If you have been diagnosed with autism, adhd, neurodivergence or any of the labels that may make you feel “different,” or just get a lot of scrunched up faces pointed at you or whispers behind your back for thinking “differently” – rejoice! You aren’t just one of the herd – you stand out in a beautiful way. You are one of the people that bring color, excitement and laughter to the world. We have a lot to teach the normies. Vive la différence!
*True story, and stop me if you’ve heard this one before: One of the first dates I underwent after my divorce was with a guy who had a very strong Long Island accent.

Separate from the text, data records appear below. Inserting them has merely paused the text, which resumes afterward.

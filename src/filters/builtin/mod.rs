//! Built-in filter implementations.
//!
//! This module contains the standard filters that ship with Rasterflow.

mod blur;
mod color;
mod edge;

use crate::filters::registry::FilterRegistry;

/// Register all built-in filters.
pub fn register_all(registry: &mut FilterRegistry) {
    blur::register(registry);
    edge::register(registry);
    color::register(registry);
}

// Re-export for direct access
pub use blur::GaussianBlur;
pub use color::BrightnessAdjust;
pub use edge::{Direction, EdgeDetection};
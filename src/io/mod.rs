//! Raster file I/O.
//!
//! [`pgm`] reads and writes binary graymaps with no external dependencies;
//! [`codec`] goes through the `image` crate for everything else.

pub mod codec;
pub mod pgm;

I knew pretty much from the instant we met that he was not for me (it had nothing to do with the accent), but I struggled through the rest of the date, which took place at a minor league hockey game (if you’re dating, please don’t make this mistake – hockey games take a long time). It was loud, and I welcomed the opportunity not to be forced to talk much to him. At one point, he leaned over and shouted into my ear (not being rude, just trying to be heard), “So, are you autistic?” I looked at him – “What..?!?,” thinking that he had taken my reticence to converse with him for awkwardness in a social situation. He yelled louder: “I said – are you AUTISTIC?” I turned to look, and what I was thinking must have been written on my face, because he quickly said: “You know, painting, sculpture, things like that?” “OHHH,” I said. “ARTISTIC! Yes, I am.” It’s become a running joke in my family ever since.